What the task requires: From the line with "#[derive(Debug, Clone, Copy)]" through the line with "timer runs out", inclusive, return each line of the data below exactly and leave the rest out.
__________________________________________________
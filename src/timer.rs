use std::time::{Duration, Instant};

/// one CHIP-8 tick is 1/60th of a second
pub const TICK: Duration = Duration::from_nanos(1_000_000_000 / 60);

/// A 60Hz down-counter kept by the host. Instead of decrementing, it remembers
/// what was written and when, and works out what's left on demand.
#[derive(Debug, Clone, Copy)]
pub struct CountdownTimer {
    value: u8,
    written_at: Instant,
}

impl CountdownTimer {
    pub fn new(now: Instant) -> Self {
        CountdownTimer {
            value: 0,
            written_at: now,
        }
    }

    pub fn set(&mut self, value: u8, now: Instant) {
        self.value = value;
        self.written_at = now;
    }

    /// ticks left, rounded to the nearest tick and never below zero
    pub fn remaining(&self, now: Instant) -> u8 {
        let elapsed = now.saturating_duration_since(self.written_at);
        let ticks = (elapsed.as_secs_f64() / TICK.as_secs_f64()).round();
        (self.value as f64 - ticks).max(0.0) as u8
    }

    pub fn is_running(&self, now: Instant) -> bool {
        self.remaining(now) > 0
    }
}
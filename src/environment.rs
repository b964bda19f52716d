//! # environment
//!
//! Sets everything up and runs the main loop. The interpreter knows nothing
//! about screens, keyboards, clocks or randomness; this is where those get
//! plugged in.
//!
//!  main loop
//!   |-- poll input: quit, latch pressed keys, hand a key to a waiting FX0A
//!   |-- expire held keys; stop the tone once the sound timer runs out
//!   |-- (waiting for a key? go round again)
//!   |-- step, then act on the signal:
//!   |     drawn/cleared   -> redraw
//!   |     need random     -> supply a byte from the rng
//!   |     need key        -> wait for input
//!   |     need delay      -> supply what's left on the delay timer
//!   |     timer written   -> restart that timer; start/stop the tone
//!   |     fault           -> log it and stop
//!   `-- sleep the rest of the cycle
use std::time::Instant;

use log::{debug, error, info, trace};
use rand::rngs::StdRng;
use rand::{Rng, SeedableRng};

use crate::config::Config;
use crate::display::Display;
use crate::error::HostError;
use crate::input::{Input, InputEvent, Keypad};
use crate::instruction::Instruction;
use crate::interpreter::{Chip8Interpreter, Need, Signal, Timer};
use crate::machine::Machine;
use crate::sound::Sound;
use crate::timer::CountdownTimer;

/// why the main loop stopped, when it wasn't a fault
#[derive(Debug, Clone, Copy, PartialEq, Eq)]
pub enum Exit {
    Quit,
    CycleLimit,
}

pub struct Environment<'a> {
    interpreter: Chip8Interpreter,
    display: &'a mut dyn Display,
    input: &'a mut dyn Input,
    sound: &'a mut dyn Sound,
    config: Config,
    rng: StdRng,
    keypad: Keypad,
    delay_timer: CountdownTimer,
    sound_timer: CountdownTimer,
    cycles: u64,
}

impl<'a> Environment<'a> {
    pub fn new(
        machine: Machine,
        config: Config,
        display: &'a mut dyn Display,
        input: &'a mut dyn Input,
        sound: &'a mut dyn Sound,
    ) -> Self {
        let rng = match config.seed {
            Some(seed) => StdRng::seed_from_u64(seed),
            None => StdRng::from_entropy(),
        };
        let now = Instant::now();
        Environment {
            interpreter: Chip8Interpreter::new(machine).with_edge_mode(config.edge_mode),
            display,
            input,
            sound,
            config,
            rng,
            keypad: Keypad::new(),
            delay_timer: CountdownTimer::new(now),
            sound_timer: CountdownTimer::new(now),
            cycles: 0,
        }
    }

    pub fn interpreter(&self) -> &Chip8Interpreter {
        &self.interpreter
    }

    /// instructions executed so far
    pub fn cycles(&self) -> u64 {
        self.cycles
    }

    /// run until the user quits, the cycle limit is hit, or the machine faults
    pub fn main_loop(&mut self) -> Result<Exit, HostError> {
        info!(
            "running with {:?} sprites, {:?} per instruction",
            self.config.edge_mode, self.config.cycle_delay
        );
        self.redraw()?;
        loop {
            if self.config.max_cycles.map_or(false, |max| self.cycles >= max) {
                info!("stopping after {} instructions", self.cycles);
                return Ok(Exit::CycleLimit);
            }
            if self.handle_input()? {
                info!("quit after {} instructions", self.cycles);
                return Ok(Exit::Quit);
            }
            self.update_tone(Instant::now())?;

            if self.interpreter.suspended() != Some(Need::Key) {
                self.cycle()?;
            }
            spin_sleep::sleep(self.config.cycle_delay);
        }
    }

    /// true if the user asked to quit
    fn handle_input(&mut self) -> Result<bool, HostError> {
        let now = Instant::now();
        for event in self.input.poll_events()? {
            match event {
                InputEvent::Quit => return Ok(true),
                InputEvent::Key(key) => {
                    self.keypad.press(key, now);
                    if self.interpreter.suspended() == Some(Need::Key) {
                        debug!("key {:x} ends the wait", key);
                        self.interpreter.supply_key(key)?;
                    }
                }
            }
        }
        self.keypad.expire(now, self.config.key_hold);
        self.interpreter.set_key_state(self.keypad.state());
        Ok(false)
    }

    fn update_tone(&mut self, now: Instant) -> Result<(), HostError> {
        if self.sound.is_playing() && !self.sound_timer.is_running(now) {
            self.sound.stop_tone()?;
        }
        Ok(())
    }

    /// run one instruction and deal with whatever it asks for
    fn cycle(&mut self) -> Result<(), HostError> {
        if log::log_enabled!(log::Level::Trace) {
            if let Some(word) = self.interpreter.peek_word() {
                let pc = self.interpreter.machine().program_counter();
                match Instruction::decode(word) {
                    Some(ins) => trace!("{:#05x}: {:04x}  {}", pc, word, ins),
                    None => trace!("{:#05x}: {:04x}  ???", pc, word),
                }
            }
        }

        let signal = match self.interpreter.step() {
            Ok(signal) => signal,
            Err(fault) => {
                error!("{} after {} instructions", fault, self.cycles);
                return Err(fault.into());
            }
        };

        self.cycles += 1;
        let now = Instant::now();
        match signal {
            Signal::Completed => {}
            Signal::DisplayChanged(_) => self.redraw()?,
            Signal::Need(Need::Random) => {
                let byte: u8 = self.rng.gen();
                self.interpreter.supply_random(byte)?;
            }
            Signal::Need(Need::Key) => debug!("waiting for a key"),
            Signal::Need(Need::Delay) => {
                let ticks = self.delay_timer.remaining(now);
                self.interpreter.supply_delay(ticks)?;
            }
            Signal::TimerWritten(Timer::Delay) => {
                let value = self.interpreter.machine().delay_timer();
                debug!("delay timer set to {}", value);
                self.delay_timer.set(value, now);
            }
            Signal::TimerWritten(Timer::Sound) => {
                let value = self.interpreter.machine().sound_timer();
                debug!("sound timer set to {}", value);
                self.sound_timer.set(value, now);
                if value > 0 && !self.config.mute && !self.sound.is_playing() {
                    self.sound.start_tone()?;
                } else if value == 0 && self.sound.is_playing() {
                    self.sound.stop_tone()?;
                }
            }
        }
        Ok(())
    }

    fn redraw(&mut self) -> Result<(), HostError> {
        let frame = self.interpreter.framebuffer().to_packed();
        self.display.draw(&frame)?;
        Ok(())
    }
}
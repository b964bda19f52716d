//! # framebuffer
//!
//! The 64x32 monochrome display as the interpreter sees it. Pixels are kept one
//! per `bool`, row-major; packing only happens on the way out to a `Display`.

pub const CHIP8_DISPLAY_WIDTH: usize = 64;
pub const CHIP8_DISPLAY_HEIGHT: usize = 32;

/// packed size: one bit per pixel
pub const CHIP8_DISPLAY_BYTES: usize = CHIP8_DISPLAY_WIDTH * CHIP8_DISPLAY_HEIGHT / 8;

/// What happens to sprite pixels that land past the right or bottom edge.
/// Interpreters disagree on this, so it has to be chosen explicitly.
#[derive(Debug, Clone, Copy, PartialEq, Eq, Default)]
pub enum EdgeMode {
    /// pixels beyond the edge are dropped
    #[default]
    Clip,
    /// coordinates are taken modulo the display size
    Wrap,
}

#[derive(Clone, PartialEq, Eq)]
pub struct Framebuffer {
    pixels: [bool; CHIP8_DISPLAY_WIDTH * CHIP8_DISPLAY_HEIGHT],
}

impl Framebuffer {
    pub fn new() -> Self {
        Framebuffer {
            pixels: [false; CHIP8_DISPLAY_WIDTH * CHIP8_DISPLAY_HEIGHT],
        }
    }

    pub fn clear(&mut self) {
        self.pixels.fill(false);
    }

    /// `None` for coordinates off the display
    pub fn get_pixel(&self, x: usize, y: usize) -> Option<bool> {
        if x < CHIP8_DISPLAY_WIDTH && y < CHIP8_DISPLAY_HEIGHT {
            Some(self.pixels[y * CHIP8_DISPLAY_WIDTH + x])
        } else {
            None
        }
    }

    pub fn is_blank(&self) -> bool {
        !self.pixels.iter().any(|&p| p)
    }

    pub fn lit_count(&self) -> usize {
        self.pixels.iter().filter(|&&p| p).count()
    }

    /// XOR an 8-pixel-wide sprite onto the display, one byte per row, MSB
    /// leftmost. Returns true if any lit pixel was switched off.
    pub fn draw_sprite(&mut self, x: u8, y: u8, rows: &[u8], mode: EdgeMode) -> bool {
        let mut collision = false;
        for (dy, row) in rows.iter().enumerate() {
            let py = y as usize + dy;
            let py = match mode {
                EdgeMode::Wrap => py % CHIP8_DISPLAY_HEIGHT,
                EdgeMode::Clip if py >= CHIP8_DISPLAY_HEIGHT => break,
                EdgeMode::Clip => py,
            };
            for dx in 0..8 {
                if row & (0x80 >> dx) == 0 {
                    continue;
                }
                let px = x as usize + dx;
                let px = match mode {
                    EdgeMode::Wrap => px % CHIP8_DISPLAY_WIDTH,
                    EdgeMode::Clip if px >= CHIP8_DISPLAY_WIDTH => break,
                    EdgeMode::Clip => px,
                };
                let pixel = &mut self.pixels[py * CHIP8_DISPLAY_WIDTH + px];
                collision |= *pixel;
                *pixel = !*pixel;
            }
        }
        collision
    }

    /// pack into one bit per pixel, row-major, MSB first; the format `Display` expects
    pub fn to_packed(&self) -> [u8; CHIP8_DISPLAY_BYTES] {
        let mut packed = [0u8; CHIP8_DISPLAY_BYTES];
        for (i, _) in self.pixels.iter().enumerate().filter(|(_, p)| **p) {
            packed[i / 8] |= 0x80 >> (i % 8);
        }
        packed
    }
}

impl Default for Framebuffer {
    fn default() -> Self {
        Self::new()
    }
}

impl std::fmt::Debug for Framebuffer {
    fn fmt(&self, f: &mut std::fmt::Formatter<'_>) -> std::fmt::Result {
        for row in self.pixels.chunks(CHIP8_DISPLAY_WIDTH) {
            let line: String = row.iter().map(|&p| if p { '#' } else { '.' }).collect();
            writeln!(f, "{}", line)?;
        }
        Ok(())
    }
}

#[cfg(test)]
mod tests {
    use super::*;

    #[test]
    fn test_new_is_blank() {
        let fb = Framebuffer::new();
        assert!(fb.is_blank());
        assert_eq!(fb.to_packed(), [0; 256]);
    }

    #[test]
    fn test_draw_sets_pixels_msb_first() {
        let mut fb = Framebuffer::new();
        let collision = fb.draw_sprite(0, 0, &[0b1000_0001], EdgeMode::Clip);
        assert!(!collision);
        assert_eq!(fb.get_pixel(0, 0), Some(true));
        assert_eq!(fb.get_pixel(1, 0), Some(false));
        assert_eq!(fb.get_pixel(7, 0), Some(true));
        assert_eq!(fb.lit_count(), 2);
    }

    #[test]
    fn test_draw_twice_erases_and_collides() {
        let mut fb = Framebuffer::new();
        assert!(!fb.draw_sprite(10, 5, &[0xff], EdgeMode::Clip));
        assert!(fb.draw_sprite(10, 5, &[0xff], EdgeMode::Clip));
        assert!(fb.is_blank());
    }

    #[test]
    fn test_partial_overlap_collides() {
        let mut fb = Framebuffer::new();
        fb.draw_sprite(0, 0, &[0xf0], EdgeMode::Clip);
        assert!(fb.draw_sprite(3, 0, &[0xf0], EdgeMode::Clip));
        // 0..3 lit, 3 toggled off, 4..=6 lit
        assert_eq!(fb.lit_count(), 6);
        assert_eq!(fb.get_pixel(3, 0), Some(false));
    }

    #[test]
    fn test_clip_at_right_and_bottom_edge() {
        let mut fb = Framebuffer::new();
        fb.draw_sprite(60, 30, &[0xff, 0xff, 0xff, 0xff], EdgeMode::Clip);
        // 4 columns x 2 rows survive
        assert_eq!(fb.lit_count(), 8);
        assert_eq!(fb.get_pixel(0, 0), Some(false));
        assert_eq!(fb.get_pixel(63, 31), Some(true));
    }

    #[test]
    fn test_clip_offscreen_origin_draws_nothing() {
        let mut fb = Framebuffer::new();
        assert!(!fb.draw_sprite(64, 40, &[0xff], EdgeMode::Clip));
        assert!(fb.is_blank());
    }

    #[test]
    fn test_wrap_at_right_and_bottom_edge() {
        let mut fb = Framebuffer::new();
        fb.draw_sprite(60, 31, &[0xff, 0xff], EdgeMode::Wrap);
        assert_eq!(fb.lit_count(), 16);
        assert_eq!(fb.get_pixel(63, 31), Some(true));
        assert_eq!(fb.get_pixel(0, 31), Some(true));
        assert_eq!(fb.get_pixel(3, 0), Some(true));
        assert_eq!(fb.get_pixel(4, 0), Some(false));
    }

    #[test]
    fn test_wrap_offscreen_origin() {
        let mut fb = Framebuffer::new();
        fb.draw_sprite(64 + 2, 32 + 1, &[0x80], EdgeMode::Wrap);
        assert_eq!(fb.get_pixel(2, 1), Some(true));
    }

    #[test]
    fn test_clear() {
        let mut fb = Framebuffer::new();
        fb.draw_sprite(0, 0, &[0xff; 15], EdgeMode::Clip);
        fb.clear();
        assert!(fb.is_blank());
    }

    #[test]
    fn test_packed_layout() {
        let mut fb = Framebuffer::new();
        fb.draw_sprite(8, 1, &[0xa5], EdgeMode::Clip);
        let packed = fb.to_packed();
        // row 1 starts at byte 8; column 8 is the second byte of the row
        assert_eq!(packed[9], 0xa5);
        assert_eq!(packed.iter().filter(|&&b| b != 0).count(), 1);
    }

    #[test]
    fn test_pixel_out_of_range() {
        let fb = Framebuffer::new();
        assert_eq!(fb.get_pixel(64, 0), None);
        assert_eq!(fb.get_pixel(0, 32), None);
    }
}
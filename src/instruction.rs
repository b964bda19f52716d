//! # instruction
//!
//! Splits a 16-bit CHIP-8 word into its fields and recognises which instruction
//! it is. This is the only decoder: the interpreter uses it on fetch, and again
//! when a deferred instruction is completed (the PC hasn't moved, so the same
//! word decodes to the same fields).
use std::fmt;

/// the nibbles and bytes of an instruction word, before any meaning is assigned
///
///   FXYN
///   F...  family
///   .X..  register X
///   ..Y.  register Y
///   ...N  4-bit immediate / sub-opcode
///   ..NN  8-bit immediate
///   .NNN  12-bit address
#[derive(Debug, Clone, Copy, PartialEq, Eq)]
pub struct Fields {
    pub family: u8,
    pub x: usize,
    pub y: usize,
    pub n: u8,
    pub nn: u8,
    pub nnn: u16,
}

impl Fields {
    pub fn split(word: u16) -> Self {
        Fields {
            family: (word >> 12) as u8,
            x: ((word >> 8) & 0xf) as usize,
            y: ((word >> 4) & 0xf) as usize,
            n: (word & 0xf) as u8,
            nn: (word & 0xff) as u8,
            nnn: word & 0xfff,
        }
    }
}

/// 8XYN register-to-register operations
#[derive(Debug, Clone, Copy, PartialEq, Eq)]
pub enum AluOp {
    Assign,
    Or,
    And,
    Xor,
    Add,
    Sub,
    Shr,
    SubN,
    Shl,
}

impl AluOp {
    fn from_nibble(n: u8) -> Option<Self> {
        Some(match n {
            0x0 => AluOp::Assign,
            0x1 => AluOp::Or,
            0x2 => AluOp::And,
            0x3 => AluOp::Xor,
            0x4 => AluOp::Add,
            0x5 => AluOp::Sub,
            0x6 => AluOp::Shr,
            0x7 => AluOp::SubN,
            0xe => AluOp::Shl,
            _ => return None,
        })
    }

    fn mnemonic(self) -> &'static str {
        match self {
            AluOp::Assign => "LD",
            AluOp::Or => "OR",
            AluOp::And => "AND",
            AluOp::Xor => "XOR",
            AluOp::Add => "ADD",
            AluOp::Sub => "SUB",
            AluOp::Shr => "SHR",
            AluOp::SubN => "SUBN",
            AluOp::Shl => "SHL",
        }
    }
}

#[derive(Debug, Clone, Copy, PartialEq, Eq)]
pub enum Instruction {
    /// 00E0
    ClearScreen,
    /// 00EE
    Return,
    /// 1NNN
    Jump(u16),
    /// 2NNN
    Call(u16),
    /// 3XNN
    SkipEqImm { x: usize, nn: u8 },
    /// 4XNN
    SkipNeImm { x: usize, nn: u8 },
    /// 5XY0
    SkipEqReg { x: usize, y: usize },
    /// 6XNN
    LoadImm { x: usize, nn: u8 },
    /// 7XNN
    AddImm { x: usize, nn: u8 },
    /// 8XYN
    Alu { op: AluOp, x: usize, y: usize },
    /// 9XY0
    SkipNeReg { x: usize, y: usize },
    /// ANNN
    LoadIndex(u16),
    /// BNNN
    JumpOffset(u16),
    /// CXNN
    Random { x: usize, mask: u8 },
    /// DXYN
    Draw { x: usize, y: usize, rows: u8 },
    /// EX9E
    SkipKey { x: usize },
    /// EXA1
    SkipNotKey { x: usize },
    /// FX07
    LoadDelay { x: usize },
    /// FX0A
    WaitKey { x: usize },
    /// FX15
    SetDelay { x: usize },
    /// FX18
    SetSound { x: usize },
    /// FX1E
    AddIndex { x: usize },
    /// FX29
    LoadFont { x: usize },
    /// FX33
    StoreBcd { x: usize },
    /// FX55
    Dump { x: usize },
    /// FX65
    Load { x: usize },
}

impl Instruction {
    /// `None` for any word that isn't a defined instruction, including 0NNN
    pub fn decode(word: u16) -> Option<Self> {
        let Fields {
            family,
            x,
            y,
            n,
            nn,
            nnn,
        } = Fields::split(word);
        let ins = match family {
            0x0 => match word {
                0x00e0 => Instruction::ClearScreen,
                0x00ee => Instruction::Return,
                _ => return None,
            },
            0x1 => Instruction::Jump(nnn),
            0x2 => Instruction::Call(nnn),
            0x3 => Instruction::SkipEqImm { x, nn },
            0x4 => Instruction::SkipNeImm { x, nn },
            0x5 if n == 0 => Instruction::SkipEqReg { x, y },
            0x6 => Instruction::LoadImm { x, nn },
            0x7 => Instruction::AddImm { x, nn },
            0x8 => Instruction::Alu {
                op: AluOp::from_nibble(n)?,
                x,
                y,
            },
            0x9 if n == 0 => Instruction::SkipNeReg { x, y },
            0xa => Instruction::LoadIndex(nnn),
            0xb => Instruction::JumpOffset(nnn),
            0xc => Instruction::Random { x, mask: nn },
            0xd => Instruction::Draw { x, y, rows: n },
            0xe => match nn {
                0x9e => Instruction::SkipKey { x },
                0xa1 => Instruction::SkipNotKey { x },
                _ => return None,
            },
            0xf => match nn {
                0x07 => Instruction::LoadDelay { x },
                0x0a => Instruction::WaitKey { x },
                0x15 => Instruction::SetDelay { x },
                0x18 => Instruction::SetSound { x },
                0x1e => Instruction::AddIndex { x },
                0x29 => Instruction::LoadFont { x },
                0x33 => Instruction::StoreBcd { x },
                0x55 => Instruction::Dump { x },
                0x65 => Instruction::Load { x },
                _ => return None,
            },
            _ => return None,
        };
        Some(ins)
    }
}

impl fmt::Display for Instruction {
    fn fmt(&self, f: &mut fmt::Formatter<'_>) -> fmt::Result {
        match *self {
            Instruction::ClearScreen => write!(f, "CLS"),
            Instruction::Return => write!(f, "RET"),
            Instruction::Jump(a) => write!(f, "JP {:#05x}", a),
            Instruction::Call(a) => write!(f, "CALL {:#05x}", a),
            Instruction::SkipEqImm { x, nn } => write!(f, "SE V{:X}, {:#04x}", x, nn),
            Instruction::SkipNeImm { x, nn } => write!(f, "SNE V{:X}, {:#04x}", x, nn),
            Instruction::SkipEqReg { x, y } => write!(f, "SE V{:X}, V{:X}", x, y),
            Instruction::LoadImm { x, nn } => write!(f, "LD V{:X}, {:#04x}", x, nn),
            Instruction::AddImm { x, nn } => write!(f, "ADD V{:X}, {:#04x}", x, nn),
            Instruction::Alu { op, x, y } => write!(f, "{} V{:X}, V{:X}", op.mnemonic(), x, y),
            Instruction::SkipNeReg { x, y } => write!(f, "SNE V{:X}, V{:X}", x, y),
            Instruction::LoadIndex(a) => write!(f, "LD I, {:#05x}", a),
            Instruction::JumpOffset(a) => write!(f, "JP V0, {:#05x}", a),
            Instruction::Random { x, mask } => write!(f, "RND V{:X}, {:#04x}", x, mask),
            Instruction::Draw { x, y, rows } => write!(f, "DRW V{:X}, V{:X}, {}", x, y, rows),
            Instruction::SkipKey { x } => write!(f, "SKP V{:X}", x),
            Instruction::SkipNotKey { x } => write!(f, "SKNP V{:X}", x),
            Instruction::LoadDelay { x } => write!(f, "LD V{:X}, DT", x),
            Instruction::WaitKey { x } => write!(f, "LD V{:X}, K", x),
            Instruction::SetDelay { x } => write!(f, "LD DT, V{:X}", x),
            Instruction::SetSound { x } => write!(f, "LD ST, V{:X}", x),
            Instruction::AddIndex { x } => write!(f, "ADD I, V{:X}", x),
            Instruction::LoadFont { x } => write!(f, "LD F, V{:X}", x),
            Instruction::StoreBcd { x } => write!(f, "LD B, V{:X}", x),
            Instruction::Dump { x } => write!(f, "LD [I], V{:X}", x),
            Instruction::Load { x } => write!(f, "LD V{:X}, [I]", x),
        }
    }
}

#[cfg(test)]
mod tests {
    use super::*;

    #[test]
    fn test_split_fields() {
        let f = Fields::split(0xd12f);
        assert_eq!(f.family, 0xd);
        assert_eq!(f.x, 0x1);
        assert_eq!(f.y, 0x2);
        assert_eq!(f.n, 0xf);
        assert_eq!(f.nn, 0x2f);
        assert_eq!(f.nnn, 0x12f);
    }

    #[test]
    fn test_decode_families() {
        assert_eq!(Instruction::decode(0x00e0), Some(Instruction::ClearScreen));
        assert_eq!(Instruction::decode(0x00ee), Some(Instruction::Return));
        assert_eq!(Instruction::decode(0x1abc), Some(Instruction::Jump(0xabc)));
        assert_eq!(Instruction::decode(0x2abc), Some(Instruction::Call(0xabc)));
        assert_eq!(
            Instruction::decode(0xc30f),
            Some(Instruction::Random { x: 3, mask: 0x0f })
        );
        assert_eq!(
            Instruction::decode(0xd125),
            Some(Instruction::Draw { x: 1, y: 2, rows: 5 })
        );
        assert_eq!(
            Instruction::decode(0x8a6e),
            Some(Instruction::Alu {
                op: AluOp::Shl,
                x: 0xa,
                y: 0x6
            })
        );
        assert_eq!(
            Instruction::decode(0xf70a),
            Some(Instruction::WaitKey { x: 7 })
        );
    }

    #[test]
    fn test_decode_rejects_undefined_shapes() {
        for word in [
            0x0000, 0x0123, 0x00e1, 0x5121, 0x912f, 0x8128, 0x812f, 0xe19f, 0xf100, 0xf1ff,
        ] {
            assert_eq!(Instruction::decode(word), None, "{:#06x}", word);
        }
    }

    #[test]
    fn test_display_mnemonics() {
        let ins = Instruction::decode(0x8125).unwrap();
        assert_eq!(ins.to_string(), "SUB V1, V2");
        let ins = Instruction::decode(0xa2f0).unwrap();
        assert_eq!(ins.to_string(), "LD I, 0x2f0");
    }
}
__________________________________________________
Solved problem:
#[derive(Debug, Clone, Copy)]
pub struct CountdownTimer {
    value: u8,
    written_at: Instant,
}

impl CountdownTimer {
    pub fn new(now: Instant) -> Self {
        CountdownTimer {
            value: 0,
            written_at: now,
        }
    }

    pub fn set(&mut self, value: u8, now: Instant) {
        self.value = value;
        self.written_at = now;
    }

    /// ticks left, rounded to the nearest tick and never below zero
    pub fn remaining(&self, now: Instant) -> u8 {
        let elapsed = now.saturating_duration_since(self.written_at);
        let ticks = (elapsed.as_secs_f64() / TICK.as_secs_f64()).round();
        (self.value as f64 - ticks).max(0.0) as u8
    }

    pub fn is_running(&self, now: Instant) -> bool {
        self.remaining(now) > 0
    }
}
filename src/environment.rs
repository b964bda19f52716d
//! # environment
//!
//! Sets everything up and runs the main loop. The interpreter knows nothing
//! about screens, keyboards, clocks or randomness; this is where those get
//! plugged in.
//!
//!  main loop
//!   |-- poll input: quit, latch pressed keys, hand a key to a waiting FX0A
//!   |-- expire held keys; stop the tone once the sound timer runs out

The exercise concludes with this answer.